1. Daj stopom chwilę odpoczynku
To bardzo istotne, zwłaszcza jeśli masz stojącą pracę, bądź intensywnie zwiedzasz miasto. Wygospodaruj chociaż 5 min na zasłużony odpoczynek. Wtedy usiądź, a w miarę możliwości nawet unieś stopy do góry. Powinno to pomóc na opuchnięcia. Nogi i stopy Ci za to podziękują.
2. Ćwicz mięśnie stóp
Dzięki temu unikniesz skurczów, które do najprzyjemniejszych nie należą. Kogo choć raz złapał nocny skurcz w stopie, ten wie o czym piszę. Znakomity trening? Podpatrzony u tancerzy. Polecam stawanie na palcach, naprzemiennie z przenoszeniem ciężaru ciała raz na pięty, a raz na palce. Za mało? Proszę więcej – kręcenie kółek uniesioną stopą raz w jedną, raz w drugą stronę naprawdę działa. Poprawia to ukrwienie, a dodatkowo dodatnio wpłynie na większą mobilność stóp. Efekty poczujesz w trakcie trekkingu po połoninach, ale też w trakcie miejskiego shoppingu 😉.
3. Suche stopy? Nawilżaj!
Skórę, która potrzebuje specjalnego traktowania, ponieważ jest ona znacznie grubsza niż na pozostałych częściach ciała. Mój patent na to? Przy sobotnim rytuale pielęgnacyjnym nie zapominam również o nich i nakładam sprytne rozwiązanie. Maseczkę do stóp, ale w bardzo wygodnej formie skarpetek Scholl (klik). Konsystencja jest naprawdę bardzo bogata, w końcu to maska głęboko nawilżająca. Stópki mają swoje domowe SPA, a ja w tym czasie kończę pielęgnację reszty ciała, albo relaksuję się na naszym nowym balkonie. 20 minut spokojnie wystarczy, żeby moje stopy odwdzięczyły się miękkością i przyjemnym uczuciem gładkiej skóry.
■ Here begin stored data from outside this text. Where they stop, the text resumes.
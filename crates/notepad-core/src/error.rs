//! Error types for notepad-core

use thiserror::Error;

use crate::reminder::ReminderError;

/// Result type alias using notepad-core's Error
pub type Result<T> = std::result::Result<T, Error>;

/// Errors that can occur in notepad-core operations
#[derive(Error, Debug)]
pub enum Error {
    /// Database error
    #[error("Database error: {0}")]
    Database(String),

    /// libSQL error
    #[error("libSQL error: {0}")]
    LibSql(#[from] libsql::Error),

    /// IO error
    #[error("IO error: {0}")]
    Io(#[from] std::io::Error),

    /// Serialization error
    #[error("Serialization error: {0}")]
    Serialization(#[from] serde_json::Error),

    /// Note, category or tag not found
    #[error("Not found: {0}")]
    NotFound(String),

    /// Invalid input
    #[error("Invalid input: {0}")]
    InvalidInput(String),

    /// A category or tag is still referenced by at least one note
    #[error("{0} is still used by {1} note(s)")]
    InUse(String, usize),

    /// Reminder could not be scheduled
    #[error(transparent)]
    Reminder(#[from] ReminderError),
}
Maska jest łatwa w użyciu, nie przyklejam się później do wszystkiego na podłodze ;-). Mój faworyt to maska z olejkiem kokosowym, a jeśli ktoś lubi mieć wybór, to marka Scholl mu go gwarantuje – bo do wyboru jest również wersja z olejkiem makadamia. Lubię takie sprytne gadżety, które są stworzone na potrzeby obecnych kobiet. Mogę jednocześnie dbać o stopy i spokojnie poczytać książkę, czy obejrzeć ulubiony serial.
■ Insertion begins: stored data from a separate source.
//! Notification center implementations

use std::sync::Arc;

use chrono::{DateTime, Utc};
use tokio::sync::Mutex;

use crate::db::SlotRepository;
use crate::error::{Error, Result};

use super::{AuthorizationStatus, NotificationCenter, NotificationRequest};

/// Slot holding the local queue of pending reminders
pub const PENDING_REMINDERS_SLOT: &str = "pending_reminders";

#[derive(Debug, Default)]
struct FakeCenterState {
    status: AuthorizationStatus,
    deny_requests: bool,
    reject_adds: bool,
    authorization_requests: usize,
    pending: Vec<NotificationRequest>,
}

/// Scriptable in-process notification center.
///
/// Cheap to clone; clones share state, so a test can keep one handle while
/// the scheduler owns another.
#[derive(Clone, Default)]
pub struct InMemoryNotificationCenter {
    state: Arc<Mutex<FakeCenterState>>,
}

impl InMemoryNotificationCenter {
    /// Permission not yet determined; a request is granted
    pub fn new() -> Self {
        Self::default()
    }

    /// Permission already granted
    pub fn authorized() -> Self {
        Self::with_state(FakeCenterState {
            status: AuthorizationStatus::Authorized,
            ..FakeCenterState::default()
        })
    }

    /// Permission not yet determined; a request is refused
    pub fn denying() -> Self {
        Self::with_state(FakeCenterState {
            deny_requests: true,
            ..FakeCenterState::default()
        })
    }

    /// Permission granted, but every add is rejected
    pub fn rejecting() -> Self {
        Self::with_state(FakeCenterState {
            status: AuthorizationStatus::Authorized,
            reject_adds: true,
            ..FakeCenterState::default()
        })
    }

    fn with_state(state: FakeCenterState) -> Self {
        Self {
            state: Arc::new(Mutex::new(state)),
        }
    }

    /// How many times permission was requested
    pub async fn authorization_requests(&self) -> usize {
        self.state.lock().await.authorization_requests
    }
}

impl NotificationCenter for InMemoryNotificationCenter {
    async fn authorization_status(&self) -> AuthorizationStatus {
        self.state.lock().await.status
    }

    async fn request_authorization(&self) -> Result<bool> {
        let mut state = self.state.lock().await;
        state.authorization_requests += 1;
        state.status = if state.deny_requests {
            AuthorizationStatus::Denied
        } else {
            AuthorizationStatus::Authorized
        };
        Ok(state.status == AuthorizationStatus::Authorized)
    }

    async fn add(&self, request: NotificationRequest) -> Result<()> {
        let mut state = self.state.lock().await;
        if state.reject_adds {
            return Err(Error::InvalidInput(format!(
                "notification center rejected {}",
                request.identifier
            )));
        }
        state.pending.retain(|p| p.identifier != request.identifier);
        state.pending.push(request);
        Ok(())
    }

    async fn remove_pending(&self, identifiers: &[String]) -> Result<()> {
        self.state
            .lock()
            .await
            .pending
            .retain(|p| !identifiers.contains(&p.identifier));
        Ok(())
    }

    async fn pending_requests(&self) -> Result<Vec<NotificationRequest>> {
        Ok(self.state.lock().await.pending.clone())
    }
}

/// Durable local reminder queue kept in a slot.
///
/// Used where no platform notification service exists (the CLI): pending
/// requests survive restarts and are handed out by [`Self::deliver_due`].
#[derive(Clone)]
pub struct SlotNotificationCenter<S> {
    slots: S,
    status: Arc<Mutex<AuthorizationStatus>>,
}

impl<S: SlotRepository> SlotNotificationCenter<S> {
    /// Create a queue in `slots` with the given starting permission
    pub fn new(slots: S, status: AuthorizationStatus) -> Self {
        Self {
            slots,
            status: Arc::new(Mutex::new(status)),
        }
    }

    /// Remove and return every request due at or before `now`
    pub async fn deliver_due(&self, now: DateTime<Utc>) -> Result<Vec<NotificationRequest>> {
        let (due, waiting): (Vec<_>, Vec<_>) = self
            .load()
            .await?
            .into_iter()
            .partition(|request| request.fire_at <= now);

        if !due.is_empty() {
            self.store(&waiting).await?;
            tracing::info!("Delivered {} due reminder(s)", due.len());
        }
        Ok(due)
    }

    /// Read the queue. A failed read is an error; an undecodable value is
    /// treated as an empty queue.
    async fn load(&self) -> Result<Vec<NotificationRequest>> {
        let Some(raw) = self.slots.read(PENDING_REMINDERS_SLOT).await? else {
            return Ok(Vec::new());
        };
        Ok(serde_json::from_str(&raw).unwrap_or_else(|error| {
            tracing::warn!("Discarding unreadable pending reminders: {error}");
            Vec::new()
        }))
    }

    async fn store(&self, pending: &[NotificationRequest]) -> Result<()> {
        let encoded = serde_json::to_string(pending)?;
        self.slots.write(PENDING_REMINDERS_SLOT, &encoded).await
    }
}

impl<S: SlotRepository> NotificationCenter for SlotNotificationCenter<S> {
    async fn authorization_status(&self) -> AuthorizationStatus {
        *self.status.lock().await
    }

    async fn request_authorization(&self) -> Result<bool> {
        let mut status = self.status.lock().await;
        if *status == AuthorizationStatus::NotDetermined {
            *status = AuthorizationStatus::Authorized;
        }
        Ok(*status == AuthorizationStatus::Authorized)
    }

    async fn add(&self, request: NotificationRequest) -> Result<()> {
        let mut pending = self.load().await?;
        pending.retain(|p| p.identifier != request.identifier);
        pending.push(request);
        pending.sort_by_key(|p| p.fire_at);
        self.store(&pending).await
    }

    async fn remove_pending(&self, identifiers: &[String]) -> Result<()> {
        let mut pending = self.load().await?;
        let before = pending.len();
        pending.retain(|p| !identifiers.contains(&p.identifier));
        if pending.len() != before {
            self.store(&pending).await?;
        }
        Ok(())
    }

    async fn pending_requests(&self) -> Result<Vec<NotificationRequest>> {
        self.load().await
    }
}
4. Remedium na suche stopy? Nie przesadzaj ze złuszczaniem
Bo łatwo o efekt odwrotny do zamierzonego. Jeśli będziesz złuszczała skórę stóp zbyt często (a znam osoby, które robią to nawet codziennie pod prysznicem), to może to doprowadzić do tego, że “zmusisz” ją do nadprodukcji naskórka. I na stopach pojawi się wtedy trudna do usunięcia, nieestetyczna skorupka. Zdecydowanie lepiej systematycznie je zmiękczać i nawilżać. Jeśli jednak już koniecznie musicie złuszczać, to zamiast tarki, zróbcie peeling raz na tydzień. Po takim zabiegu nałóż maskę nawilżającą w skarpetkach. To mój sposób na suche stopy!
5. Zaczerwienienia na stopach
Jeśli masz z nimi problem, to polecam użyć balsamu z drobinkami złota. Dzięki temu ukryjesz trochę opuchliznę i zmęczenie, a same kostki zyskają na tym zabiegu lekkości.
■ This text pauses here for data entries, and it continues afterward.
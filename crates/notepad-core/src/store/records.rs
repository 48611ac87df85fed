//! Flat transport records for the notes slot.
//!
//! The in-memory `Note` keeps typed lists; this is the only place where they
//! are encoded (images as base64 strings) and decoded again. Every list field
//! decodes leniently: a malformed list becomes an empty one instead of
//! failing the whole collection.

use base64::engine::general_purpose::STANDARD as BASE64;
use base64::Engine as _;
use serde::de::{DeserializeOwned, Deserializer};
use serde::{Deserialize, Serialize};

use crate::models::{CategoryId, Note, NoteId, NoteImage, TagId};

/// One note as written to durable storage
#[derive(Debug, Clone, PartialEq, Eq, Serialize, Deserialize)]
#[serde(rename_all = "camelCase")]
pub struct NoteRecord {
    pub id: NoteId,
    #[serde(default)]
    pub title: String,
    #[serde(default)]
    pub content: String,
    #[serde(rename = "categoryID", default)]
    pub category_id: Option<CategoryId>,
    #[serde(rename = "tagIDs", default, deserialize_with = "lenient_list")]
    pub tag_ids: Vec<TagId>,
    #[serde(default)]
    pub is_pinned: bool,
    #[serde(default, deserialize_with = "lenient_list")]
    pub images: Vec<String>,
    #[serde(default, deserialize_with = "lenient_list")]
    pub image_descriptions: Vec<String>,
    #[serde(default)]
    pub reminder: Option<i64>,
    #[serde(default)]
    pub is_reminder_active: bool,
    pub created_at: i64,
    pub updated_at: i64,
}

impl From<&Note> for NoteRecord {
    fn from(note: &Note) -> Self {
        Self {
            id: note.id.clone(),
            title: note.title.clone(),
            content: note.content.clone(),
            category_id: note.category_id.clone(),
            tag_ids: note.tag_ids.clone(),
            is_pinned: note.is_pinned,
            images: note.image_data().map(|data| BASE64.encode(data)).collect(),
            image_descriptions: note.image_descriptions().map(str::to_string).collect(),
            reminder: note.reminder,
            is_reminder_active: note.is_reminder_active(),
            created_at: note.created_at,
            updated_at: note.updated_at,
        }
    }
}

impl NoteRecord {
    /// Rebuild the entity.
    ///
    /// Descriptions shorter than the image list are padded with empty
    /// captions, longer ones are cut. If any image blob fails to decode the
    /// note loads without images.
    pub fn into_note(self) -> Note {
        if self.is_reminder_active != self.reminder.is_some() {
            tracing::warn!(
                "Note {} stored isReminderActive={} with reminder={:?}; using the reminder value",
                self.id,
                self.is_reminder_active,
                self.reminder
            );
        }

        let images = decode_images(&self.id, self.images, self.image_descriptions);

        Note {
            id: self.id,
            title: self.title,
            content: self.content,
            category_id: self.category_id,
            tag_ids: self.tag_ids,
            is_pinned: self.is_pinned,
            images,
            reminder: self.reminder,
            created_at: self.created_at,
            updated_at: self.updated_at,
        }
    }
}

fn decode_images(note_id: &NoteId, encoded: Vec<String>, descriptions: Vec<String>) -> Vec<NoteImage> {
    let decoded = encoded
        .iter()
        .map(|blob| BASE64.decode(blob))
        .collect::<Result<Vec<_>, _>>();

    let data = match decoded {
        Ok(data) => data,
        Err(error) => {
            tracing::warn!("Dropping undecodable images of note {note_id}: {error}");
            return Vec::new();
        }
    };

    let mut descriptions = descriptions.into_iter();
    data.into_iter()
        .map(|data| NoteImage {
            data,
            description: descriptions.next().unwrap_or_default(),
        })
        .collect()
}

/// Deserialize a list, yielding an empty list when the value is malformed.
fn lenient_list<'de, D, T>(deserializer: D) -> Result<Vec<T>, D::Error>
where
    D: Deserializer<'de>,
    T: DeserializeOwned,
{
    let value = serde_json::Value::deserialize(deserializer)?;
    Ok(serde_json::from_value(value).unwrap_or_else(|error| {
        tracing::warn!("Ignoring malformed list field: {error}");
        Vec::new()
    }))
}

#[cfg(test)]
mod tests {
    use super::*;
    use pretty_assertions::assert_eq;

    #[test]
    fn test_record_uses_decoded_lists() {
        let mut note = Note::new("Trip", "Pack bags");
        note.add_image(vec![1, 2, 3], "passport");
        note.add_tag_id(TagId::from("travel"));

        let record = NoteRecord::from(&note);
        assert_eq!(record.images, vec!["AQID".to_string()]);
        assert_eq!(record.image_descriptions, vec!["passport".to_string()]);
        assert_eq!(record.tag_ids, vec![TagId::from("travel")]);
        assert!(!record.is_reminder_active);
    }

    #[test]
    fn test_record_json_field_names() {
        let note = Note::new("t", "c");
        let json = serde_json::to_value(NoteRecord::from(&note)).unwrap();
        for field in [
            "id",
            "title",
            "content",
            "categoryID",
            "tagIDs",
            "isPinned",
            "images",
            "imageDescriptions",
            "reminder",
            "isReminderActive",
            "createdAt",
            "updatedAt",
        ] {
            assert!(json.get(field).is_some(), "missing field {field}");
        }
    }

    #[test]
    fn test_short_descriptions_are_padded() {
        let json = r#"{
            "id": "n1",
            "images": ["AQ==", "Ag=="],
            "imageDescriptions": ["first"],
            "createdAt": 1,
            "updatedAt": 2
        }"#;
        let note = serde_json::from_str::<NoteRecord>(json).unwrap().into_note();
        assert_eq!(note.image_descriptions().collect::<Vec<_>>(), vec!["first", ""]);
        assert_eq!(note.image_data().collect::<Vec<_>>(), vec![&[1u8][..], &[2u8][..]]);
    }

    #[test]
    fn test_long_descriptions_are_cut() {
        let json = r#"{
            "id": "n1",
            "images": ["AQ=="],
            "imageDescriptions": ["first", "orphan"],
            "createdAt": 1,
            "updatedAt": 2
        }"#;
        let note = serde_json::from_str::<NoteRecord>(json).unwrap().into_note();
        assert_eq!(note.images.len(), 1);
        assert_eq!(note.image_descriptions().collect::<Vec<_>>(), vec!["first"]);
    }

    #[test]
    fn test_malformed_lists_decode_empty() {
        let json = r#"{
            "id": "n1",
            "tagIDs": "not-a-list",
            "images": [1, 2],
            "imageDescriptions": {"a": 1},
            "createdAt": 1,
            "updatedAt": 2
        }"#;
        let note = serde_json::from_str::<NoteRecord>(json).unwrap().into_note();
        assert!(note.tag_ids.is_empty());
        assert!(note.images.is_empty());
    }

    #[test]
    fn test_bad_base64_drops_images() {
        let json = r#"{
            "id": "n1",
            "images": ["AQ==", "***"],
            "imageDescriptions": ["a", "b"],
            "createdAt": 1,
            "updatedAt": 2
        }"#;
        let note = serde_json::from_str::<NoteRecord>(json).unwrap().into_note();
        assert!(note.images.is_empty());
    }

    #[test]
    fn test_stale_active_flag_follows_reminder() {
        let json = r#"{
            "id": "n1",
            "reminder": null,
            "isReminderActive": true,
            "createdAt": 1,
            "updatedAt": 2
        }"#;
        let note = serde_json::from_str::<NoteRecord>(json).unwrap().into_note();
        assert!(!note.is_reminder_active());
    }
}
6. Teraz coś dla odważnych
Gotowa na terapię szokową! Po ciężkim, wymagającym, czy upalnym dniu zapewnij swoim stopom kurs morsowania. Wymocz stopy w bardzo zimnej wodzie. Tylko uwaga! Albo wkładaj stopę dosłownie po paluszku do wody, bardzo ostrożnie, albo dolewaj stopniowo zimnej wody. Uwaga na szok termiczny. Przeprowadzone z głową, pomaga w złagodzeniu opuchlizny, a dodatkowo pomoże ochłodzić organizm.
Wszystkie te zabiegi stosuję i chyba tylko dzięki temu mam spokój i nie muszę martwić się o wygląd swoich stóp. Do tego tylko modny kolor na paznokciach, ukochane sandałki i można ruszać w drogę.
Artykuł powstał ze współpracy z marką Scholl.